A Molecular Model for RecA-Promoted Strand Exchange via Parallel Triple-Stranded Helices

Abstract

A number of studies have concluded that strand exchange between a RecA-complexed DNA single strand and a homologous DNA duplex occurs via a single-strand invasion of the minor groove of the duplex. Using molecular modeling, we have previously demonstrated the possibility of forming a parallel triple helix in which the single strand interacts with the intact duplex in the minor groove, via novel base interactions (Bertucat et al., J. Biomol. Struct. Dynam. 16:535–546). This triplex is stabilized by the stretching and unwinding imposed by RecA. In the present study, we show that the bases within this triplex are appropriately placed to undergo strand exchange.
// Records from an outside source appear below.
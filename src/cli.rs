use anyhow::{Context, Result, anyhow};
use log::warn;
use pico_args::Arguments;
use std::{
    env,
    fs::File,
    io::BufReader,
    path::PathBuf,
    process::Command,
};

use touchrec::{blob, replay};

use crate::config::{self, DaemonConfigState};
use crate::ipc;

const DEFAULT_SEGMENT_THRESHOLD: f32 = 0.5;

pub fn run() -> Result<()> {
    let mut pargs = Arguments::from_env();

    // Hidden daemon mode (spawned by `start`)
    if pargs.contains("--daemon") {
        return ipc::run_daemon();
    }

    // No args -> general help
    if env::args().len() == 1 {
        print_help();
        return Ok(());
    }

    // Flags-based help (-h/--help)
    if pargs.contains("-h") || pargs.contains("--help") {
        print_help();
        return Ok(());
    }

    // First free arg is the subcommand
    let subcmd: Option<String> = pargs.free_from_str().ok();

    match subcmd.as_deref() {
        Some("help") => {
            let topic: Option<String> = pargs.free_from_str().ok();
            if let Some(t) = topic {
                print_subcmd_help(&t);
            } else {
                print_help();
            }
            Ok(())
        }

        Some("start") => {
            let exe = std::env::current_exe()?;
            let child = Command::new(exe).arg("--daemon").spawn()?;
            println!("touchrec: started daemon (pid={})", child.id());
            Ok(())
        }

        Some("stop") => request(serde_json::json!({"op":"shutdown"})),
        Some("status") => request(serde_json::json!({"op":"status"})),
        Some("reload") => request(serde_json::json!({"op":"reload"})),

        Some("use") => {
            let name: String = pargs
                .free_from_str()
                .map_err(|_| anyhow!("usage: touchrec use <profile_name>"))?;
            request(serde_json::json!({"op":"use","profile":name}))
        }

        Some("list") => request(serde_json::json!({"op":"list"})),
        Some("doctor") => request(serde_json::json!({"op":"doctor"})),

        Some("record") => {
            let what: String = pargs
                .free_from_str()
                .map_err(|_| anyhow!("usage: touchrec record <start|finish <class>>"))?;
            match what.as_str() {
                "start" => request(serde_json::json!({"op":"record_start"})),
                "finish" => {
                    let class: String = pargs
                        .free_from_str()
                        .map_err(|_| anyhow!("usage: touchrec record finish <class>"))?;
                    request(serde_json::json!({"op":"record_finish","class":class}))
                }
                other => Err(anyhow!("unknown record step: {other}")),
            }
        }

        Some("recognize") => {
            let what: String = pargs
                .free_from_str()
                .map_err(|_| anyhow!("usage: touchrec recognize <start|finish>"))?;
            match what.as_str() {
                "start" => request(serde_json::json!({"op":"recognize_start"})),
                "finish" => request(serde_json::json!({"op":"recognize_finish"})),
                other => Err(anyhow!("unknown recognize step: {other}")),
            }
        }

        Some("cancel") => request(serde_json::json!({"op":"cancel"})),
        Some("classes") => request(serde_json::json!({"op":"classes"})),

        Some("remove") => {
            let class: String = pargs
                .free_from_str()
                .map_err(|_| anyhow!("usage: touchrec remove <class>"))?;
            request(serde_json::json!({"op":"remove","class":class}))
        }

        Some("replay") => {
            let record: Option<String> = pargs.opt_value_from_str("--record")?;
            let path: PathBuf = pargs
                .free_from_str()
                .map_err(|_| anyhow!("usage: touchrec replay <frames.jsonl> [--record <class>]"))?;
            replay_file(path, record)
        }

        Some("segment") => {
            let threshold: Option<f32> = pargs.opt_value_from_str("--threshold")?;
            let path: PathBuf = pargs
                .free_from_str()
                .map_err(|_| anyhow!("usage: touchrec segment <grid.json> [--threshold <t>]"))?;
            segment_file(path, threshold)
        }

        Some(other) => {
            eprintln!("unknown subcommand: {other}\n");
            print_help();
            Ok(())
        }

        None => {
            print_help();
            Ok(())
        }
    }
}

fn request(req: serde_json::Value) -> Result<()> {
    let r = ipc::client_request(req)?;
    print_response(&r);
    Ok(())
}

/// Runs a recorded frame stream through a local session built from the
/// active profile, without a daemon.
fn replay_file(path: PathBuf, record: Option<String>) -> Result<()> {
    let cfg = DaemonConfigState::load_or_install_default()?;
    let templates_dir = cfg.templates_dir();
    let session = config::build_session(&cfg.profile, &templates_dir)?;

    let file = File::open(&path).with_context(|| format!("opening {}", path.display()))?;
    let frames = replay::read_frames(BufReader::new(file))?;
    if frames.is_empty() {
        warn!("{} contains no frames", path.display());
    }

    match record {
        Some(class) => {
            session.start_template_recording()?;
            for f in frames {
                session.add_frame(f);
            }
            let stored = session.finish_template_recording(&templates_dir, &class)?;
            print_response(&serde_json::json!({
                "class": stored.template.class_name,
                "template_number": stored.template.template_number,
                "file": stored.path,
            }));
        }
        None => {
            session.start_evaluation()?;
            let mut last_hint = String::new();
            for f in frames {
                let hint = session.add_frame(f);
                if !hint.is_empty() && hint != last_hint {
                    println!("hint: {hint}");
                }
                last_hint = hint;
            }
            let recognition = session.finish_evaluation()?;
            print_response(&serde_json::json!(recognition));
        }
    }
    Ok(())
}

fn segment_file(path: PathBuf, threshold: Option<f32>) -> Result<()> {
    let threshold = match threshold {
        Some(t) => t,
        None => DaemonConfigState::load_or_install_default()
            .map(|c| c.profile.tracker.segment_threshold)
            .unwrap_or(DEFAULT_SEGMENT_THRESHOLD),
    };
    let file = File::open(&path).with_context(|| format!("opening {}", path.display()))?;
    let grid = replay::read_grid(BufReader::new(file))?;
    let clusters = blob::segment(&grid, threshold);
    let frame = blob::extract_frame(&grid, threshold, 0);
    print_response(&serde_json::json!({
        "threshold": threshold,
        "clusters": clusters,
        "frame": frame,
    }));
    Ok(())
}

fn print_help() {
    println!(
        r#"touchrec: multitouch gesture recorder and recognizer

USAGE:
  touchrec help [command]                  Show general or command-specific help
  touchrec start                           Start the daemon
  touchrec stop                            Stop the daemon
  touchrec status                          Show daemon and session state
  touchrec reload                          Reload active profile
  touchrec use <name>                      Switch active profile
  touchrec list                            List profiles
  touchrec doctor                          Diagnose permissions/devices
  touchrec record start                    Begin recording a template
  touchrec record finish <class>           Store the recording under <class>
  touchrec recognize start                 Begin recognizing
  touchrec recognize finish                Classify what was tracked
  touchrec cancel                          Abandon the running session
  touchrec classes                         List template classes
  touchrec remove <class>                  Forget a template class
  touchrec replay <frames.jsonl> [--record <class>]
                                           Run recorded frames offline
  touchrec segment <grid.json> [--threshold <t>]
                                           Label blobs in an intensity grid

TIPS:
  - Profiles: ~/.config/touchrec/profiles
  - Active profile pointer: ~/.config/touchrec/active
  - Templates: ~/.config/touchrec/templates (see [templates] in the profile)
  - Log level: TOUCHREC_LOG=debug
"#
    );
}

fn print_subcmd_help(cmd: &str) {
    match cmd {
        "start" => println!("usage: touchrec start\nStarts the background daemon."),
        "stop" => println!("usage: touchrec stop\nStops the running daemon."),
        "status" => println!(
            "usage: touchrec status\nShows session state, active profile, devices, classifiers."
        ),
        "reload" => println!(
            "usage: touchrec reload\nReloads the current profile; refused while a session runs."
        ),
        "use" => {
            println!("usage: touchrec use <name>\nSwitches active profile to <name> and reloads.")
        }
        "list" => println!("usage: touchrec list\nLists available profiles and the active one."),
        "doctor" => println!(
            "usage: touchrec doctor\nChecks permissions and lists detected multitouch devices."
        ),
        "record" => println!(
            "usage:\n  touchrec record start\n  touchrec record finish <class>\nRecords a template; finishing writes it to the templates directory."
        ),
        "recognize" => println!(
            "usage:\n  touchrec recognize start\n  touchrec recognize finish\nPrints every classifier's answer and the selected one."
        ),
        "cancel" => println!("usage: touchrec cancel\nReturns the session to idle."),
        "classes" => println!("usage: touchrec classes\nLists classes with their template counts."),
        "remove" => println!(
            "usage: touchrec remove <class>\nDrops <class> from the daemon; files stay on disk."
        ),
        "replay" => println!(
            "usage: touchrec replay <frames.jsonl> [--record <class>]\nFeeds a JSON frame stream through a local session and recognizes it, or stores it as a template of <class>."
        ),
        "segment" => println!(
            "usage: touchrec segment <grid.json> [--threshold <t>]\nReads a JSON array of rows and prints the labelled clusters."
        ),
        _ => {
            eprintln!("unknown command: {cmd}\n");
            print_help();
        }
    }
}

fn print_response(v: &serde_json::Value) {
    println!("{}", serde_json::to_string_pretty(v).unwrap_or_default());
}
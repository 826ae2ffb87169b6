use touchrec::classifiers::TemplateMatcher;
use touchrec::{Error, Frame, GestureSession, GestureTemplate, SessionState, Touch, TrackerConfig};

fn zigzag(offset: f32) -> Vec<Frame> {
    let pts = [(0.0, 0.0), (40.0, 40.0), (80.0, 0.0), (120.0, 40.0), (160.0, 0.0)];
    pts.iter()
        .enumerate()
        .map(|(i, &(x, y))| Frame::new(i as u64 * 30, vec![Touch::at(0, x + offset, y + offset)]))
        .collect()
}

fn line() -> Vec<Frame> {
    (0..5u64)
        .map(|i| Frame::new(i * 30, vec![Touch::at(0, 50.0, 40.0 * i as f32)]))
        .collect()
}

fn matcher_session() -> GestureSession {
    let session = GestureSession::new(TrackerConfig::default());
    session.register(Box::new(TemplateMatcher::new(0.6)));
    session
}

fn record(session: &GestureSession, dir: &std::path::Path, class: &str, frames: Vec<Frame>) -> String {
    session.start_template_recording().unwrap();
    for f in frames {
        session.add_frame(f);
    }
    session.finish_template_recording(dir, class).unwrap().file_name()
}

#[test]
fn recorded_templates_reload_into_a_fresh_session() {
    let dir = tempfile::tempdir().unwrap();
    let recorder = matcher_session();
    assert_eq!(record(&recorder, dir.path(), "zig", zigzag(0.0)), "zig_0.json");
    assert_eq!(record(&recorder, dir.path(), "zig", zigzag(300.0)), "zig_1.json");
    assert_eq!(record(&recorder, dir.path(), "line", line()), "line_0.json");

    let session = matcher_session();
    assert_eq!(session.load_templates(dir.path()).unwrap(), 3);
    let classes = session.classes();
    let zig = classes.iter().find(|c| c.class_name == "zig").unwrap();
    assert_eq!(zig.templates.len(), 2);

    session.start_evaluation().unwrap();
    for f in zigzag(1000.0) {
        session.add_frame(f);
    }
    let recognition = session.finish_evaluation().unwrap();
    assert_eq!(recognition.name(), Some("zig"));

    let probe = GestureTemplate::new("probe", zig.templates[0].gesture.clone());
    assert_eq!(session.recognize_template(&probe).name(), Some("zig"));
}

#[test]
fn removed_class_is_no_longer_recognized() {
    let dir = tempfile::tempdir().unwrap();
    let session = matcher_session();
    record(&session, dir.path(), "line", line());

    assert!(session.remove_class("line").is_some());
    assert!(session.remove_class("line").is_none());

    session.start_evaluation().unwrap();
    for f in line() {
        session.add_frame(f);
    }
    assert!(!session.finish_evaluation().unwrap().is_recognized());

    // the file is still on disk
    assert_eq!(session.load_templates(dir.path()).unwrap(), 1);
}

#[test]
fn empty_recording_is_rejected_and_can_be_cancelled() {
    let dir = tempfile::tempdir().unwrap();
    let session = matcher_session();
    session.start_template_recording().unwrap();

    let err = session.finish_template_recording(dir.path(), "nothing").unwrap_err();
    assert!(matches!(err, Error::InvalidTemplate(_)));
    assert_eq!(session.state(), SessionState::Recording);
    assert!(std::fs::read_dir(dir.path()).unwrap().next().is_none());

    assert_eq!(session.cancel(), SessionState::Recording);
    assert_eq!(session.state(), SessionState::Idle);
}
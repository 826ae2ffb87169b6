use std::path::PathBuf;

use crate::session::SessionState;

/// Result type alias for the recognition pipeline
pub type Result<T> = std::result::Result<T, Error>;

/// Error types for the recognition pipeline
#[derive(Debug, thiserror::Error)]
pub enum Error {
    #[error("invalid template: {0}")]
    InvalidTemplate(String),

    #[error("cannot {requested} while session is {from}")]
    InvalidTransition {
        from: SessionState,
        requested: &'static str,
    },

    #[error("intensity grid row {row} has {len} cells, expected {expected}")]
    RaggedGrid {
        row: usize,
        len: usize,
        expected: usize,
    },

    #[error("intensity grid of {width}x{height} cells cannot hold {len} values")]
    GridSize {
        width: usize,
        height: usize,
        len: usize,
    },

    #[error("template persistence failed for {}: {source}", path.display())]
    Persistence {
        path: PathBuf,
        #[source]
        source: std::io::Error,
    },

    #[error("codec error: {0}")]
    Codec(#[from] serde_json::Error),
}

impl Error {
    pub(crate) fn persistence(path: impl Into<PathBuf>, source: std::io::Error) -> Self {
        Self::Persistence {
            path: path.into(),
            source,
        }
    }
}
Strand exchange is found to be exothermic and to result in a triple helix in which the new single strand occupies the major groove. This structure, which can be equated to so-called R-form DNA, can be further stabilized by compression and rewinding. We are consequently able to propose a detailed, atomic-scale model of RecA-promoted strand exchange. This model, which is supported by a variety of experimental data, suggests that the role of RecA is principally to prepare the single strand for its future interactions, to guide a minor groove attack on duplex DNA, and to stabilize the resulting, stretched triplex, which intrinsically favors strand exchange. We also discuss how this mechanism can incorporate homologous recognition.